Hang Together or We Shall All Hang Separately

It has become rather fashionable among the media to demonize certain religions through the use of suggestive code words such as “cult,” “extremist” and “fringe”.

Very often what began as a story on misbehavior by individuals who happen to be members of a faction of one group or another morphs into a bigoted rant against the larger group, which had nothing to do with the improper actions of a few of its members. If someone commits a newsworthy crime, i.e., if it bleeds, it leads, and that someone can be linked to a small and thus less powerful religious group, then you can bet that story will mention the religious affiliation of that miscreant.

Benjamin Franklin
Benjamin Franklin

A small sect or offshoot of a larger religion is particularly susceptible to attack because its much larger and more mainstream parent is unlikely to offer support to what it might consider a defector. Thus, there is little cover for these smaller groups and it is extremely common for them to be summarily categorized as “cults,” a word which immediately identifies a group as mysterious, dangerous and to be shunned. Examples include the various subgroups that have spun off from the Church of Jesus Christ of Latter-day Saints and some of the more fundamentalist Baptist and Pentecostal churches in the USA.

Merely applying an adjective such as “extremist” or “fringe” is enough to cast a cloud of suspicion and to remove any objectivity in the reader’s assessment of a story regarding such a group. It is difficult to find a news story about a small Christian sect that does not include such modifiers.

We find that religion in general is under increased attack by the media, but mainstream religion still enjoys a certain level of protection not extended to others.

Vitez massacre in Bosnia
Bodies at burial after the Vitez massacre in Bosnia, 1993 (Photograph provided courtesy of the ICTY.)

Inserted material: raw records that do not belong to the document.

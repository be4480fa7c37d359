//! Reader configuration: leading rows to skip plus the text dialect.
//!
//! Only `skip_rows` applies to spreadsheets; everything else only affects delimited text.

use std::fs;
use std::path::Path;

use encoding_rs::Encoding;
use serde::{Deserialize, Serialize};

use crate::error::{IngestionError, IngestionResult};

/// How line endings in decoded text are handled before parsing.
#[derive(Debug, Clone, Copy, Default, PartialEq, Eq, Serialize, Deserialize)]
#[serde(rename_all = "snake_case")]
pub enum NewlineMode {
    /// Text is parsed exactly as decoded (default).
    #[default]
    Untranslated,
    /// `\r\n` and lone `\r` are rewritten to `\n` first, including inside quoted fields.
    Universal,
}

/// Options for [`crate::ingestion::Ingestor`].
///
/// Deserializes from a JSON object where every key is optional:
///
/// ```rust
/// use sheet_ingest::ingestion::ReaderConfig;
///
/// let cfg = ReaderConfig::from_json_str(r#"{"skip_rows": 2, "delimiter": ";"}"#).unwrap();
/// assert_eq!(cfg.skip_rows, 2);
/// assert_eq!(cfg.delimiter, ';');
/// assert_eq!(cfg.quote_char, '"');
/// ```
#[derive(Debug, Clone, PartialEq, Eq, Serialize, Deserialize)]
#[serde(default)]
pub struct ReaderConfig {
    /// Number of leading rows (records for text) ignored before the header.
    pub skip_rows: usize,
    /// Encoding label understood by `encoding_rs` (e.g. `utf-8`, `windows-1252`, `latin1`).
    pub encoding: String,
    pub newline: NewlineMode,
    pub delimiter: char,
    pub quote_char: char,
    /// Character that makes the next character literal inside quotes. `None` disables it.
    pub escape_char: Option<char>,
    /// Whether two consecutive quote characters inside a quoted field mean one literal quote.
    pub double_quote: bool,
    /// Whether spaces directly after a delimiter are dropped.
    pub skip_leading_space: bool,
    /// `"\r\n"` accepts any of `\r`, `\n`, `\r\n`; otherwise a single ASCII character.
    pub line_terminator: String,
}

impl Default for ReaderConfig {
    fn default() -> Self {
        Self {
            skip_rows: 0,
            encoding: "utf-8".to_string(),
            newline: NewlineMode::Untranslated,
            delimiter: ',',
            quote_char: '"',
            escape_char: None,
            double_quote: true,
            skip_leading_space: false,
            line_terminator: "\r\n".to_string(),
        }
    }
}

impl ReaderConfig {
    /// Parse a JSON config bundle. Missing keys take their default.
    pub fn from_json_str(input: &str) -> IngestionResult<Self> {
        serde_json::from_str(input).map_err(|e| IngestionError::config(format!("invalid json config: {e}")))
    }

    /// Load a JSON config bundle from a file.
    pub fn from_json_path(path: impl AsRef<Path>) -> IngestionResult<Self> {
        let path = path.as_ref();
        let text = fs::read_to_string(path).map_err(|e| {
            IngestionError::config(format!("cannot read config file ({}): {e}", path.display()))
        })?;
        Self::from_json_str(&text)
    }

    /// Resolve the configured encoding label.
    pub(crate) fn resolve_encoding(&self) -> IngestionResult<&'static Encoding> {
        Encoding::for_label(self.encoding.trim().as_bytes())
            .ok_or_else(|| IngestionError::config(format!("unknown encoding '{}'", self.encoding)))
    }

    /// Validate the dialect and build a `csv` reader builder from it.
    pub(crate) fn csv_builder(&self) -> IngestionResult<csv::ReaderBuilder> {
        let delimiter = ascii_byte("delimiter", self.delimiter)?;
        let quote = ascii_byte("quote_char", self.quote_char)?;
        let escape = self
            .escape_char
            .map(|c| ascii_byte("escape_char", c))
            .transpose()?;
        let terminator = match self.line_terminator.as_str() {
            "\r\n" => csv::Terminator::CRLF,
            other => {
                let mut chars = other.chars();
                match (chars.next(), chars.next()) {
                    (Some(c), None) => csv::Terminator::Any(ascii_byte("line_terminator", c)?),
                    _ => {
                        return Err(IngestionError::config(format!(
                            "line_terminator must be \"\\r\\n\" or a single character, got {other:?}"
                        )));
                    }
                }
            }
        };
        if delimiter == quote {
            return Err(IngestionError::config("delimiter and quote_char must differ"));
        }

        let mut builder = csv::ReaderBuilder::new();
        builder
            .has_headers(false)
            .flexible(true)
            .delimiter(delimiter)
            .quote(quote)
            .escape(escape)
            .double_quote(self.double_quote)
            .terminator(terminator);
        Ok(builder)
    }
}

fn ascii_byte(option: &str, c: char) -> IngestionResult<u8> {
    if c.is_ascii() {
        Ok(c as u8)
    } else {
        Err(IngestionError::config(format!(
            "{option} must be a single ASCII character, got {c:?}"
        )))
    }
}
//! Spreadsheet ingestion (`.xlsx`, `.xls`, `.xlsb`, `.ods`, ...) via `calamine`.
//!
//! Behavior:
//! - Reads the first sheet in workbook order
//! - Counts rows and columns physically from A1, so `skip_rows` and cell positions match what a
//!   user sees in the spreadsheet application
//! - The header is the run of present cells starting at the first column of the first non-blank
//!   row; it stops at the first empty cell
//! - Absent cells keep their column position and read as [`Value::Null`]
//! - Rows with no present cells are skipped before the header and rejected as wrong length after

use std::fs::File;
use std::iter;
use std::path::Path;

use calamine::{open_workbook_auto, Data, Range, Reader};

use crate::error::{IngestionError, IngestionResult};
use crate::types::{TypeTag, Value};

use super::coerce::narrow_float;
use super::config::ReaderConfig;
use super::session::{Session, SourceRecord};

/// Read the first sheet of a workbook into a fresh [`Session`].
///
/// "First" is workbook order, which is the active sheet for a workbook saved with its first tab
/// selected. calamine does not expose which sheet was active when the file was saved, so a
/// workbook saved with another tab selected is still read from its first sheet.
///
/// The workbook is closed when this returns, on success and on failure.
pub(crate) fn read_excel_from_path(path: &Path, config: &ReaderConfig) -> IngestionResult<Session> {
    // calamine nests I/O failures inside per-format errors; probe first so a missing or
    // forbidden file surfaces as a plain I/O error.
    File::open(path).map_err(|e| IngestionError::unreadable(path, e))?;
    let mut workbook = open_workbook_auto(path).map_err(|e| IngestionError::unreadable(path, e))?;

    let Some(sheet) = workbook.sheet_names().first().cloned() else {
        return Ok(Session::default());
    };
    let range = workbook
        .worksheet_range(&sheet)
        .map_err(|e| IngestionError::unreadable(path, e))?;
    drop(workbook);

    Ok(read_sheet_range(&range, config))
}

fn read_sheet_range(range: &Range<Data>, config: &ReaderConfig) -> Session {
    // calamine ranges start at the first used cell, not at A1.
    let (first_row, first_col) = range
        .start()
        .map_or((0, 0), |(r, c)| (r as usize, c as usize));

    let mut session = Session::default();
    for (idx0, row) in range.rows().enumerate() {
        let physical = first_row + idx0;
        if physical < config.skip_rows {
            continue;
        }

        let cells: Vec<Value> = iter::repeat_n(Value::Null, first_col)
            .chain(row.iter().map(raw_cell))
            .collect();
        let last_present = cells.iter().rposition(|v| !v.is_null());
        if last_present.is_none() && session.awaiting_header() {
            continue;
        }

        if session.awaiting_header() {
            let header = cells
                .iter()
                .take_while(|v| !v.is_null())
                .map(header_label)
                .collect();
            session.capture_header(header);
            continue;
        }

        let Some(last_present) = last_present else {
            // Blank row: no values, so it fails the length check.
            session.push_record(SourceRecord {
                row_number: physical + 1,
                raw: cells,
                typed: Vec::new(),
                tags: Vec::new(),
            });
            continue;
        };

        let width = (last_present + 1).max(session.header().len());
        let mut raw = cells;
        raw.resize(width, Value::Null);
        let typed: Vec<Value> = raw.iter().map(typed_cell).collect();
        let tags = typed.iter().map(TypeTag::of).collect();

        session.push_record(SourceRecord {
            // Report 1-based row number (Excel-like).
            row_number: physical + 1,
            raw,
            typed,
            tags,
        });
    }
    session
}

/// Native cell value, before integer narrowing.
fn raw_cell(c: &Data) -> Value {
    match c {
        Data::Empty => Value::Null,
        Data::String(s) => Value::String(s.clone()),
        Data::Int(i) => Value::Integer(*i),
        Data::Float(f) => Value::Float(*f),
        // No tag exists for these; carry their display text.
        Data::Bool(_)
        | Data::DateTime(_)
        | Data::DateTimeIso(_)
        | Data::DurationIso(_)
        | Data::Error(_) => Value::String(c.to_string()),
    }
}

/// Workbooks store every number as a double; whole ones are read back as integers.
fn typed_cell(v: &Value) -> Value {
    match v {
        Value::Float(f) => narrow_float(*f),
        other => other.clone(),
    }
}

fn header_label(v: &Value) -> String {
    typed_cell(v).to_string()
}
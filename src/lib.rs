//! `sheet-ingest` reads a spreadsheet workbook or a delimited text file, infers a per-column
//! schema from the data itself and splits the rows into a validated data set and an error bucket.
//!
//! No schema is supplied by the caller:
//!
//! 1. the first row (after [`ingestion::ReaderConfig::skip_rows`]) is the header
//! 2. the first data row fixes one [`types::TypeTag`] per column
//! 3. every later row is accepted if it has one value per column and each non-null value has the
//!    column's tag; otherwise it becomes a [`types::ErrorRecord`] tagged
//!    [`types::ErrorReason::WrongLength`] or [`types::ErrorReason::WrongType`]
//!
//! Text fields are coerced before comparison: numeric text becomes a float, narrowed to an integer
//! when it has no fractional part, and empty fields are null.
//!
//! ## Example
//!
//! ```rust
//! use sheet_ingest::ingestion::{Ingestor, ReaderConfig};
//! use sheet_ingest::types::{ErrorReason, TypeTag, Value};
//!
//! # fn main() -> Result<(), sheet_ingest::IngestionError> {
//! let mut ingestor = Ingestor::new(ReaderConfig::default());
//! ingestor.read_csv_bytes(b"Name,Age\nAlice,30\nBob,25\nCara,x\nDrew\n")?;
//!
//! assert_eq!(ingestor.header(), &["Name".to_string(), "Age".to_string()]);
//! assert_eq!(
//!     ingestor.schema().unwrap().tags(),
//!     &[TypeTag::String, TypeTag::Integer]
//! );
//! assert_eq!(ingestor.rows()[1], vec![Value::from("Bob"), Value::Integer(25)]);
//! assert_eq!(ingestor.errors()[0].reason, ErrorReason::WrongType);
//! assert_eq!(ingestor.errors()[1].reason, ErrorReason::WrongLength);
//! # Ok(())
//! # }
//! ```
//!
//! ## Modules
//!
//! - [`ingestion`]: the [`ingestion::Ingestor`], source adapters, configuration and observers
//! - [`types`]: values, type tags, schema and error records
//! - [`error`]: error types used across ingestion

pub mod error;
pub mod ingestion;
pub mod types;

pub use error::{IngestionError, IngestionResult, SourceError};
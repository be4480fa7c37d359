use criterion::{black_box, criterion_group, criterion_main, Criterion};

use sheet_ingest::ingestion::{Ingestor, ReaderConfig};

fn people_csv(rows: usize) -> Vec<u8> {
    let mut out = String::from("id,name,score,city\n");
    for i in 0..rows {
        // Every 50th row carries a non-numeric score and lands in the error bucket.
        let score = if i % 50 == 49 { "n/a".to_string() } else { format!("{}.5", i % 100) };
        out.push_str(&format!("{i},person-{i},{score},\"City, {}\"\n", i % 7));
    }
    out.into_bytes()
}

fn bench_csv(c: &mut Criterion) {
    let input = people_csv(10_000);
    let mut ingestor = Ingestor::new(ReaderConfig::default());

    c.bench_function("read_csv_bytes_10k_rows", |b| {
        b.iter(|| {
            ingestor.read_csv_bytes(black_box(&input)).unwrap();
            black_box(ingestor.rows().len())
        })
    });
}

criterion_group!(benches, bench_csv);
criterion_main!(benches);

When Christian Bosnian troops terrorized Muslim minority groups during the Balkan wars of the 1990’s, they were characterized variously as renegades, mercenaries, etc. of no particular ethnic group. Rarely were they described as “Roman Catholics” or “Eastern Orthodox.” Their religion was irrelevant and mention of it was considered unfairly damaging to the reputation of their religions. But when Bosnian Muslim troops were accused of similar acts, they were almost invariably identified as Muslims. This engendered even more hatred against them and justified further war crimes as revenge. Apparently, it was fair game to criticize all Muslims for the actions of a few but unacceptable to criticize Catholics or Orthodox Christians in a similar manner. It was considered appropriate to cast aspersions on all the members of one religion, but unfair to do so with members of a “more favored” group.

Smaller groups are more vulnerable to attack by anti-religionists and, indeed, they bear the brunt of most attacks.

David Koresh and his followers were mercilessly pilloried by the press and ultimately paid a very high price for being “different.” Unsubstantiated charges of sexual misconduct, firearm caches and other wild claims—catalyzed by anti-religious fanatics—were all that was needed for armed forces to be arrayed against them. This would never have been done to a larger and more established religious group. Thousands of sexual abuse cases against Catholic priests, some of which have been substantiated, have not led to a single armed militarized raid or standoff.

Smaller groups are more vulnerable to attack by anti-religionists and, indeed, they bear the brunt of most attacks.

People of all faiths need to recognize that an attack against the religious freedom of one is an attack against all. We need to defend religious freedom for all religions, even those that have been made “unpopular,” lest one day we find ourselves the target. As one of our Founding Fathers put it “We must all hang together or we shall all hang separately!”